イエスがここで言うのは、飾りのない刃先の鋭い短剣(マカイラ)のことで、旅をする人が、強盗などから身を守るために、革鞘に入れて帯刀することです。 弟子たちもこの短剣を二振り携帯(所持?)していたのです。なお、イエスがここで言う「剣」は、ヘブライ4章12節の「両刃の霊剣」と同一視されたり、あるいは、ここの剣をエゼキエル21章14節〜21節の「主の裁きの剣」と関連付ける見方もあります。エゼキエル21章との関連付けには、後の逮捕の際のイエスの言葉から判断して、疑義があります。今回のイエスと弟子たちとの「剣」をめぐる会話は、「答えよりも疑問を生じさせる」(F.Bovon.Luke 3. 185.)ようです。

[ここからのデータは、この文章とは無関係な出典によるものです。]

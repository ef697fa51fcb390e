use std::sync::OnceLock;

/// Every arrangement of a cell and its 8 neighbors
const NEIGHBORHOODS: usize = 1 << 9;
/// Bit of the cell being decided within a neighborhood mask
pub(super) const CENTER: u16 = 0b000_010_000;

type RuleIndex = [bool; NEIGHBORHOODS];

/// Returns the shared B3/S23 lookup table, building it on first use
pub(super) fn rule_index() -> &'static RuleIndex {
    static INDEX: OnceLock<RuleIndex> = OnceLock::new();
    INDEX.get_or_init(build_rule_index)
}

/// Decides whether the center cell of `neighborhood` is alive next generation
#[inline]
pub(super) fn next_alive(neighborhood: u16) -> bool {
    rule_index()[neighborhood as usize & (NEIGHBORHOODS - 1)]
}

/// Builds the lookup table for the Game of Life rule
///
/// A neighborhood is a 9-bit mask read top row first, left to right, so
/// `(row - 1, col - 1)` is bit 0 and `(row + 1, col + 1)` is bit 8. The cell
/// itself sits on [`CENTER`].
fn build_rule_index() -> RuleIndex {
    let mut index = [false; NEIGHBORHOODS];
    for (mask, next) in index.iter_mut().enumerate() {
        let alive = mask as u16 & CENTER != 0;
        let neighbors = (mask as u16 & !CENTER).count_ones();
        *next = matches!((alive, neighbors), (true, 2 | 3) | (false, 3));
    }
    index
}

#[cfg(test)]
mod tests {
    use super::*;

    /// Mask with the center set as requested and the first `neighbors` ring bits set
    fn neighborhood(alive: bool, neighbors: usize) -> u16 {
        const RING: [u16; 8] = [
            0b000_000_001,
            0b000_000_010,
            0b000_000_100,
            0b000_001_000,
            0b000_100_000,
            0b001_000_000,
            0b010_000_000,
            0b100_000_000,
        ];

        let center = if alive { CENTER } else { 0 };
        RING.iter().take(neighbors).fold(center, |acc, bit| acc | bit)
    }

    #[test]
    fn survival() {
        assert!(next_alive(neighborhood(true, 2)));
        assert!(next_alive(neighborhood(true, 3)));
    }

    #[test]
    fn death() {
        for n in [0, 1, 4, 5, 6, 7, 8] {
            assert!(!next_alive(neighborhood(true, n)), "alive with {n}");
        }
    }

    #[test]
    fn birth_only_on_three() {
        for n in 0..=8 {
            assert_eq!(next_alive(neighborhood(false, n)), n == 3, "dead with {n}");
        }
    }

    #[test]
    fn table_is_shared() {
        assert!(std::ptr::eq(rule_index(), rule_index()));
    }
}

[37]引用箇所は、イザヤ書53章12節からです。ルカは通常七十人訳から引用しますが、ここでは、ヘブライ語の聖書からの引用です。ルカの引用は、ルカ以前の資料からのものです(Bovon.183)。新約聖書で、イザヤ書53章12節が引用されているのは、ここだけです。ルカによれば、「メシヤ(キリスト)」は、「人間の罪性」とも深く関わっていることが分かります(Bovon.184)。七十人訳では、「不法な者たち(の一人に)数えられた」とありますが、ヘブライ語の聖書では、「重罪人として(排除するように)扱われた」です。イザヤ書53章のイエスのこの引用は、「この人こそ、多くの人の罪を背負った」が続いてますが、今回のイエスの引用には、これがありませんから、「人に卑しめられることで神に高く上げられる」という「へりくだり」のテーマが、より明確に出ています(Fitzmyer. 1432.) (Bovon. Luke 3.185.)。

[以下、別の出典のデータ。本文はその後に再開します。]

use crate::CellPos;
use std::{fmt, str::FromStr};
use thiserror::Error;

#[derive(Debug, Clone, PartialEq, Eq, Error)]
pub enum GridError {
    #[error("invalid grid dimensions {rows}x{cols}")]
    InvalidDimensions { rows: usize, cols: usize },

    #[error("invalid pattern on line {line}: {reason}")]
    InvalidPattern { line: usize, reason: String },
}

#[derive(Debug, Clone, Copy, PartialEq, Eq, Hash, Default)]
pub enum CellState {
    Alive,
    #[default]
    Dead,
}
impl CellState {
    #[inline]
    pub fn is_alive(self) -> bool {
        matches!(self, Self::Alive)
    }

    #[inline]
    pub fn toggled(self) -> Self {
        match self {
            Self::Alive => Self::Dead,
            Self::Dead => Self::Alive,
        }
    }
}
impl From<bool> for CellState {
    #[inline]
    fn from(alive: bool) -> Self {
        if alive { Self::Alive } else { Self::Dead }
    }
}

/// Largest number of cells a single [`Grid`] may hold
pub const MAX_CELLS: usize = 1 << 28;

/// A fixed-size field of cells surrounded by an implicit halo of dead cells
///
/// Reads outside of the grid always return [`CellState::Dead`] and writes
/// outside of it are ignored, so callers never have to bounds-check.
#[derive(Debug, Clone, PartialEq, Eq)]
pub struct Grid {
    rows: usize,
    cols: usize,
    cells: Vec<CellState>,
}

impl Grid {
    /// Creates a grid with every cell dead
    ///
    /// Both sides must be positive and the grid may hold at most
    /// [`MAX_CELLS`] cells.
    pub fn new(rows: usize, cols: usize) -> Result<Self, GridError> {
        let len = rows
            .checked_mul(cols)
            .filter(|&len| len > 0 && len <= MAX_CELLS)
            .ok_or(GridError::InvalidDimensions { rows, cols })?;

        Ok(Self {
            rows,
            cols,
            cells: vec![CellState::Dead; len],
        })
    }

    #[inline]
    pub fn rows(&self) -> usize {
        self.rows
    }
    #[inline]
    pub fn cols(&self) -> usize {
        self.cols
    }
    #[inline]
    pub fn same_size(&self, other: &Grid) -> bool {
        self.rows == other.rows && self.cols == other.cols
    }

    fn index(&self, pos: CellPos) -> Option<usize> {
        let row = usize::try_from(pos.row).ok()?;
        let col = usize::try_from(pos.col).ok()?;
        (row < self.rows && col < self.cols).then(|| row * self.cols + col)
    }

    #[inline]
    pub fn contains(&self, pos: impl Into<CellPos>) -> bool {
        self.index(pos.into()).is_some()
    }

    #[inline]
    pub fn get(&self, pos: impl Into<CellPos>) -> CellState {
        self.index(pos.into()).map_or(CellState::Dead, |i| self.cells[i])
    }

    #[inline]
    pub fn set(&mut self, pos: impl Into<CellPos>, state: CellState) {
        if let Some(i) = self.index(pos.into()) {
            self.cells[i] = state;
        }
    }

    pub fn toggle(&mut self, pos: impl Into<CellPos>) {
        if let Some(i) = self.index(pos.into()) {
            self.cells[i] = self.cells[i].toggled();
        }
    }

    pub fn clear(&mut self) {
        self.cells.fill(CellState::Dead);
    }

    /// Independently makes each cell alive with probability `live_probability`
    ///
    /// Probabilities at or below zero (and NaN) leave every cell dead, while
    /// probabilities at or above one make every cell alive.
    pub fn randomize<R: rand::Rng + ?Sized>(&mut self, rng: &mut R, live_probability: f64) {
        for cell in self.cells.iter_mut() {
            *cell = CellState::from(rng.random::<f64>() < live_probability);
        }
    }

    pub fn alive_count(&self) -> usize {
        self.cells.iter().filter(|c| c.is_alive()).count()
    }

    /// Live cells in row-major order
    pub fn iter_alive(&self) -> impl Iterator<Item = CellPos> + '_ {
        let cols = self.cols;
        self.cells
            .iter()
            .enumerate()
            .filter(|(_, c)| c.is_alive())
            .map(move |(i, _)| CellPos::new((i / cols) as i32, (i % cols) as i32))
    }

    /// Every coordinate of the grid in row-major order
    pub(crate) fn positions(&self) -> impl Iterator<Item = CellPos> + use<> {
        let (rows, cols) = (self.rows as i32, self.cols as i32);
        (0..rows).flat_map(move |row| (0..cols).map(move |col| CellPos::new(row, col)))
    }

    pub(crate) fn cells_mut(&mut self) -> &mut [CellState] {
        &mut self.cells
    }
}

impl fmt::Display for Grid {
    fn fmt(&self, f: &mut fmt::Formatter<'_>) -> fmt::Result {
        for (r, row) in self.cells.chunks(self.cols).enumerate() {
            if r > 0 {
                writeln!(f)?;
            }
            for cell in row {
                f.write_str(if cell.is_alive() { "#" } else { "." })?;
            }
        }
        Ok(())
    }
}

impl FromStr for Grid {
    type Err = GridError;

    /// Parses rows of `#` or `O` (alive) and `.` (dead)
    ///
    /// Blank lines are skipped and every remaining line must be the same width.
    fn from_str(s: &str) -> Result<Self, Self::Err> {
        let lines: Vec<(usize, &str)> = s
            .lines()
            .enumerate()
            .map(|(i, line)| (i + 1, line.trim()))
            .filter(|(_, line)| !line.is_empty())
            .collect();

        let cols = lines.first().map_or(0, |(_, line)| line.chars().count());
        let mut grid = Grid::new(lines.len(), cols)?;
        for (row, (line_no, line)) in lines.into_iter().enumerate() {
            let width = line.chars().count();
            if width != cols {
                return Err(GridError::InvalidPattern {
                    line: line_no,
                    reason: format!("expected {} cells, found {}", cols, width),
                });
            }
            for (col, c) in line.chars().enumerate() {
                let state = match c {
                    '#' | 'O' => CellState::Alive,
                    '.' => CellState::Dead,
                    other => {
                        return Err(GridError::InvalidPattern {
                            line: line_no,
                            reason: format!("unexpected character {:?}", other),
                        });
                    }
                };
                grid.set((row as i32, col as i32), state);
            }
        }
        Ok(grid)
    }
}

#[cfg(test)]
mod tests {
    use super::*;
    use rand::{SeedableRng, rngs::StdRng};

    #[test]
    fn new_grid_is_dead() {
        let grid = Grid::new(3, 4).unwrap();

        assert_eq!(grid.rows(), 3);
        assert_eq!(grid.cols(), 4);
        assert_eq!(grid.alive_count(), 0);
    }

    #[test]
    fn rejects_empty_dimensions() {
        assert_eq!(
            Grid::new(0, 5),
            Err(GridError::InvalidDimensions { rows: 0, cols: 5 })
        );
        assert_eq!(
            Grid::new(5, 0),
            Err(GridError::InvalidDimensions { rows: 5, cols: 0 })
        );
    }

    #[test]
    fn rejects_oversized_dimensions() {
        assert_eq!(
            Grid::new(2_000_000_000, 2_000_000_000),
            Err(GridError::InvalidDimensions {
                rows: 2_000_000_000,
                cols: 2_000_000_000,
            })
        );
        assert!(Grid::new(MAX_CELLS + 1, 1).is_err());
        assert!(Grid::new(usize::MAX, 2).is_err());
    }


    #[test]
    fn out_of_bounds_reads_dead() {
        let mut grid = Grid::new(2, 2).unwrap();
        for row in 0..2 {
            for col in 0..2 {
                grid.set((row, col), CellState::Alive);
            }
        }

        assert_eq!(grid.get((-1, 0)), CellState::Dead);
        assert_eq!(grid.get((0, -1)), CellState::Dead);
        assert_eq!(grid.get((2, 0)), CellState::Dead);
        assert_eq!(grid.get((0, 2)), CellState::Dead);
        assert_eq!(grid.get((1, 1)), CellState::Alive);
    }

    #[test]
    fn out_of_bounds_writes_ignored() {
        let mut grid = Grid::new(3, 3).unwrap();
        let before = grid.clone();

        grid.set((-1, 0), CellState::Alive);
        grid.set((3, 0), CellState::Alive);
        grid.set((0, 3), CellState::Alive);
        grid.toggle((0, -1));

        assert_eq!(grid, before);
    }

    #[test]
    fn toggle_flips_cell() {
        let mut grid = Grid::new(2, 2).unwrap();

        grid.toggle((1, 0));
        assert!(grid.get((1, 0)).is_alive());
        grid.toggle((1, 0));
        assert!(!grid.get((1, 0)).is_alive());
    }

    #[test]
    fn randomize_is_reproducible() {
        let mut a = Grid::new(16, 16).unwrap();
        let mut b = Grid::new(16, 16).unwrap();

        a.randomize(&mut StdRng::seed_from_u64(7), 0.3);
        b.randomize(&mut StdRng::seed_from_u64(7), 0.3);

        assert_eq!(a, b);
    }

    #[test]
    fn randomize_extremes() {
        let mut rng = StdRng::seed_from_u64(1);
        let mut grid = Grid::new(8, 8).unwrap();

        grid.randomize(&mut rng, 1.0);
        assert_eq!(grid.alive_count(), 64);
        grid.randomize(&mut rng, 0.0);
        assert_eq!(grid.alive_count(), 0);
        grid.randomize(&mut rng, f64::NAN);
        assert_eq!(grid.alive_count(), 0);
    }

    #[test]
    fn iter_alive_is_row_major() {
        let grid: Grid = "
            .#.
            #..
            ..#
        "
        .parse()
        .unwrap();

        let alive: Vec<_> = grid.iter_alive().collect();
        assert_eq!(
            alive,
            vec![CellPos::new(0, 1), CellPos::new(1, 0), CellPos::new(2, 2)]
        );
    }

    #[test]
    fn display_matches_pattern() {
        let pattern = "#..\n.O.\n..#";
        let grid: Grid = pattern.parse().unwrap();

        assert_eq!(grid.to_string(), "#..\n.#.\n..#");
    }

    #[test]
    fn parse_rejects_ragged_rows() {
        let err = "##\n#".parse::<Grid>().unwrap_err();

        assert!(matches!(err, GridError::InvalidPattern { line: 2, .. }));
    }

    #[test]
    fn parse_rejects_unknown_cells() {
        let err = "#x".parse::<Grid>().unwrap_err();

        assert!(matches!(err, GridError::InvalidPattern { line: 1, .. }));
    }

    #[test]
    fn parse_rejects_empty_input() {
        assert!(matches!(
            "".parse::<Grid>(),
            Err(GridError::InvalidDimensions { rows: 0, cols: 0 })
        ));
    }
}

【犯罪人】「(律法に照らして)不義な者/背教者」「(社会的な)無法者」「(排除されるべき)重罪人」のことです。イエスをこのように扱う者たちは、その弟子たちをも同様に扱うだろうという「無視と侮蔑」を警告しています(Fitzmyer. 1433.)。
【私の身に実現する】字義通りには、「私にあって成就される」です。これは、神によって必ず「成し遂げられる」ことを指す「神的な受動態」(divine passive)と呼ばれる言い方です。この言い方は、「十字架の躓きを除去しようとする後の教会による編集/創出」から出たのではなく、イエス自身の本心を伝えているルカ以前の資料からです(Marshall.826.)。「実現する」とあるのは、「終わりにいたる」「行き着くところへ行く」ことを意味し、さらに「目的を達成する」「成就する」の意味になります。「イザヤが預言している通りのことが、自分の身に生じて、最終的に行き着くところへ来る」というのがイエスの言葉の趣旨です。

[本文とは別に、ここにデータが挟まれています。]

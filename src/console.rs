use crossterm::{
    cursor,
    event::{
        self, KeyCode, KeyEvent, KeyEventKind, KeyModifiers, MouseButton, MouseEvent,
        MouseEventKind,
    },
    execute, queue,
    style::{self, Color},
    terminal,
};
use lifecanvas::{CellPos, CellSize, Driver};
use std::{
    io::{self, Write},
    time::Duration,
};

const ALIVE: &str = "█";
const PREVIEW_DEAD: &str = "░";
const PREVIEW_ALIVE: &str = "▓";
const HELP: &str = "[s]tart [p]ause [n]ext [c]lear [r]andom [q]uit";

pub enum ConsoleCommand {
    Exit,
    Start,
    Pause,
    TogglePause,
    Step,
    Clear,
    Randomize,
    Press { x: i32, y: i32 },
    Drag { x: i32, y: i32 },
    Release,
    Hover { x: i32, y: i32 },
    Leave,
    Redraw,
    Handled,
}

pub struct ConsoleRender {
    cell_size: CellSize,
    gens_per_sec: f64,
}
impl ConsoleRender {
    pub fn new(cell_size: CellSize) -> io::Result<Self> {
        terminal::enable_raw_mode()?;
        let setup = execute!(
            io::stdout(),
            terminal::EnterAlternateScreen,
            event::EnableMouseCapture,
            event::EnableFocusChange,
            cursor::Hide
        );
        // `Drop` only runs once `Self` exists, so undo raw mode here
        undo_on_err(setup, || {
            let _ = terminal::disable_raw_mode();
        })?;
        Ok(Self {
            cell_size,
            gens_per_sec: 0.0,
        })
    }

    /// Queues `glyph` over every terminal position covered by `cell`
    ///
    /// Anything past the right edge or onto the footer row is clipped.
    fn paint_cell<W: Write>(
        &self,
        out: &mut W,
        cell: CellPos,
        glyph: &str,
        color: Color,
        (cols, rows): (u16, u16),
    ) -> io::Result<()> {
        let CellSize { width, height } = self.cell_size;
        if cell.row < 0 || cell.col < 0 {
            return Ok(());
        }
        let x = cell.col as i64 * width as i64;
        if x >= cols as i64 {
            return Ok(());
        }
        let visible = (width as i64).min(cols as i64 - x) as usize;
        let run = glyph.repeat(visible);
        queue!(out, style::SetForegroundColor(color))?;
        for dy in 0..height as i64 {
            let y = cell.row as i64 * height as i64 + dy;
            if y >= rows.saturating_sub(1) as i64 {
                break;
            }
            queue!(out, cursor::MoveTo(x as u16, y as u16), style::Print(&run))?;
        }
        queue!(out, style::ResetColor)
    }

    pub fn render(&self, driver: &Driver, preview: Option<CellPos>) -> io::Result<()> {
        let size = terminal::size()?;
        let mut stdout = io::stdout();
        queue!(stdout, terminal::Clear(terminal::ClearType::All))?;

        let grid = driver.grid();
        for cell in grid.iter_alive() {
            self.paint_cell(&mut stdout, cell, ALIVE, Color::Reset, size)?;
        }
        if let Some(cell) = preview {
            let (glyph, color) = if grid.get(cell).is_alive() {
                (PREVIEW_ALIVE, Color::Yellow)
            } else {
                (PREVIEW_DEAD, Color::DarkGrey)
            };
            self.paint_cell(&mut stdout, cell, glyph, color, size)?;
        }

        // write footer
        let state = if driver.is_running() {
            "running"
        } else {
            "stopped"
        };
        let footer = format!(
            "{} gen:{} alive:{} | {:.02}gen/s | {}",
            state,
            driver.generation(),
            driver.population(),
            self.gens_per_sec,
            HELP
        );
        let footer: String = footer.chars().take(size.0 as usize).collect();
        queue!(
            stdout,
            cursor::MoveTo(0, size.1.saturating_sub(1)),
            style::Print(footer)
        )?;

        stdout.flush()
    }

    pub fn poll_events(&mut self, timeout: Duration) -> io::Result<Option<ConsoleCommand>> {
        // make sure an event is present for us to take
        if !event::poll(timeout)? {
            return Ok(None);
        }

        let cmd = match event::read()? {
            // CTRL+C
            event::Event::Key(KeyEvent {
                code: KeyCode::Char('c'),
                modifiers: KeyModifiers::CONTROL,
                ..
            }) => ConsoleCommand::Exit,
            event::Event::Key(KeyEvent {
                code,
                kind: KeyEventKind::Press,
                ..
            }) => match code {
                KeyCode::Char('q') | KeyCode::Esc => ConsoleCommand::Exit,
                KeyCode::Char('s') => ConsoleCommand::Start,
                KeyCode::Char('p') => ConsoleCommand::Pause,
                KeyCode::Char(' ') => ConsoleCommand::TogglePause,
                KeyCode::Char('n') => ConsoleCommand::Step,
                KeyCode::Char('c') => ConsoleCommand::Clear,
                KeyCode::Char('r') => ConsoleCommand::Randomize,
                _ => ConsoleCommand::Handled,
            },
            event::Event::Mouse(MouseEvent {
                kind, column, row, ..
            }) => {
                let (x, y) = (column as i32, row as i32);
                match kind {
                    MouseEventKind::Down(MouseButton::Left) => ConsoleCommand::Press { x, y },
                    MouseEventKind::Drag(MouseButton::Left) => ConsoleCommand::Drag { x, y },
                    MouseEventKind::Up(MouseButton::Left) => ConsoleCommand::Release,
                    MouseEventKind::Moved => ConsoleCommand::Hover { x, y },
                    _ => ConsoleCommand::Handled,
                }
            }
            event::Event::FocusLost => ConsoleCommand::Leave,
            event::Event::Resize(..) => ConsoleCommand::Redraw,
            _ => ConsoleCommand::Handled,
        };
        Ok(Some(cmd))
    }

    pub fn set_rate(&mut self, gens_per_sec: f64) {
        self.gens_per_sec = gens_per_sec;
    }
}

/// Runs `undo` when `result` is an error, then passes `result` through
fn undo_on_err<T>(result: io::Result<T>, undo: impl FnOnce()) -> io::Result<T> {
    if result.is_err() {
        undo();
    }
    result
}
impl Drop for ConsoleRender {
    fn drop(&mut self) {
        // if we can enable it, we should be able to disable it
        terminal::disable_raw_mode().expect("disable raw mode");
        execute!(
            io::stdout(),
            cursor::Show,
            event::DisableMouseCapture,
            event::DisableFocusChange,
            terminal::LeaveAlternateScreen
        )
        .expect("restore terminal");
    }
}

#[cfg(test)]
mod tests {
    use super::*;

    #[test]
    fn undo_runs_on_failed_setup() {
        let mut undone = false;

        let failed: io::Result<()> = Err(io::Error::other("no tty"));
        let result = undo_on_err(failed, || undone = true);

        assert!(result.is_err());
        assert!(undone);
    }

    #[test]
    fn undo_skipped_on_success() {
        let mut undone = false;

        let result = undo_on_err(Ok(3), || undone = true);

        assert_eq!(result.unwrap(), 3);
        assert!(!undone);
    }
}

[38]イエスの答えにある原語の「イカノス」には、「有能だ」「十分足りている」などの意味があります。38節は、以下のように解釈が分かれます。
(1)イエスは、弟子たちが見せた二振りの剣を見て、「それだけあれば十分だ」と答えたのか(聖書協会訳)(NRSV)。
(2)弟子たちの悟りの鈍いのに呆れて(?)「もうたくさんだ!」と皮肉をこめて言ったのか(Marshall.The Gospel of Luke. 827.)(REB)。
(3)あるいは、「その話はそこまで」と打ち切って、言葉ではなく、実際の出来事が「剣」の使用の真の有り様を悟らせる時が来るのを待つのか(織田昭『新約聖書ギリシア語小辞典』教文観:2002年。267頁)。